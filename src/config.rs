//! Configuration for the cache and the search session.
//!
//! Both structs follow the same builder pattern: start from `default()` and
//! override what differs.
//!
//! ```
//! use employer_search::config::{CacheConfig, SearchConfig};
//! use std::time::Duration;
//!
//! let cache = CacheConfig::default().with_ttl(Duration::from_secs(3600));
//! let search = SearchConfig::default().with_debounce(Duration::from_millis(150));
//! assert_eq!(cache.ttl, Duration::from_secs(3600));
//! assert!(search.dedupe_queries);
//! ```

use std::time::Duration;

/// Default cache lifetime: 7 days.
pub const DEFAULT_CACHE_TTL: Duration = Duration::from_secs(7 * 24 * 60 * 60);

/// Default settling interval for keystroke-driven searches.
pub const DEFAULT_DEBOUNCE: Duration = Duration::from_millis(300);

pub const DEFAULT_DATA_KEY: &str = "com.employersearch.cache.employers";
pub const DEFAULT_TIMESTAMP_KEY: &str = "com.employersearch.cache.timestamp";

/// Settings for [`CacheManager`](crate::manager::CacheManager).
#[derive(Clone, Debug, PartialEq, Eq)]
pub struct CacheConfig {
    /// An entry is valid while `now - timestamp <= ttl`.
    pub ttl: Duration,
    /// Storage key for the serialized employer list.
    pub data_key: String,
    /// Storage key for the write timestamp.
    pub timestamp_key: String,
}

impl Default for CacheConfig {
    fn default() -> Self {
        CacheConfig {
            ttl: DEFAULT_CACHE_TTL,
            data_key: DEFAULT_DATA_KEY.to_string(),
            timestamp_key: DEFAULT_TIMESTAMP_KEY.to_string(),
        }
    }
}

impl CacheConfig {
    pub fn with_ttl(mut self, ttl: Duration) -> Self {
        self.ttl = ttl;
        self
    }

    /// Use different storage keys, e.g. to keep two caches in one backend.
    pub fn with_keys(
        mut self,
        data_key: impl Into<String>,
        timestamp_key: impl Into<String>,
    ) -> Self {
        self.data_key = data_key.into();
        self.timestamp_key = timestamp_key.into();
        self
    }
}

/// Settings for [`SearchController`](crate::controller::SearchController).
#[derive(Clone, Debug, PartialEq, Eq)]
pub struct SearchConfig {
    /// How long a submitted query must stay current before it is executed.
    pub debounce: Duration,
    /// Skip a submitted query identical (after trimming) to the last executed one.
    pub dedupe_queries: bool,
}

impl Default for SearchConfig {
    fn default() -> Self {
        SearchConfig {
            debounce: DEFAULT_DEBOUNCE,
            dedupe_queries: true,
        }
    }
}

impl SearchConfig {
    pub fn with_debounce(mut self, debounce: Duration) -> Self {
        self.debounce = debounce;
        self
    }

    pub fn with_dedupe(mut self, dedupe: bool) -> Self {
        self.dedupe_queries = dedupe;
        self
    }
}

#[cfg(test)]
mod tests {
    use super::*;

    #[test]
    fn test_cache_config_defaults() {
        let config = CacheConfig::default();
        assert_eq!(config.ttl.as_secs(), 604_800);
        assert_eq!(config.data_key, "com.employersearch.cache.employers");
        assert_eq!(config.timestamp_key, "com.employersearch.cache.timestamp");
    }

    #[test]
    fn test_cache_config_builder() {
        let config = CacheConfig::default()
            .with_ttl(Duration::from_secs(60))
            .with_keys("data", "ts");

        assert_eq!(config.ttl, Duration::from_secs(60));
        assert_eq!(config.data_key, "data");
        assert_eq!(config.timestamp_key, "ts");
    }

    #[test]
    fn test_search_config_builder() {
        let config = SearchConfig::default()
            .with_debounce(Duration::from_millis(10))
            .with_dedupe(false);

        assert_eq!(config.debounce, Duration::from_millis(10));
        assert!(!config.dedupe_queries);
        assert_eq!(SearchConfig::default().debounce, Duration::from_millis(300));
    }
}
// SPDX-License-Identifier: AGPL-3.0-or-later
//
// Copyright (C) 2026 Relational Network

use axum::{middleware, routing::get, Router};
use tower_http::request_id::{MakeRequestUuid, PropagateRequestIdLayer, SetRequestIdLayer};
use tower_http::trace::TraceLayer;
use utoipa::OpenApi;
use utoipa_swagger_ui::SwaggerUi;

use crate::{auth, cors::cors_layer, state::AppState};

pub mod health;
pub mod users;

pub fn router(state: AppState) -> Router {
    let cors = cors_layer(&state.config);
    let ready_path = state.config.ready_path.clone();

    // The auth middleware bypasses the ready path itself; CORS is applied
    // outside it so preflight requests never hit authentication.
    let routes = Router::new()
        .route("/user-details", get(users::user_details))
        .route(&ready_path, get(health::ready))
        .layer(middleware::from_fn_with_state(
            state.clone(),
            auth::middleware::require_jwt,
        ))
        .with_state(state);

    Router::new()
        .merge(routes)
        .merge(SwaggerUi::new("/docs").url("/api-doc/openapi.json", ApiDoc::openapi()))
        .layer(cors)
        .layer(TraceLayer::new_for_http())
        .layer(PropagateRequestIdLayer::x_request_id())
        .layer(SetRequestIdLayer::x_request_id(MakeRequestUuid))
}

#[derive(OpenApi)]
#[openapi(
    paths(health::ready, users::user_details),
    components(schemas(health::ReadyResponse, health::HealthChecks)),
    tags(
        (name = "Health", description = "Readiness probe"),
        (name = "Users", description = "Authenticated user lookups against DXP")
    )
)]
struct ApiDoc;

——

◆ Your goal ◆
Show every line from the entries above in which "description" appears.

◆ Solution ◆
        (name = "Health", description = "Readiness probe"),
        (name = "Users", description = "Authenticated user lookups against DXP")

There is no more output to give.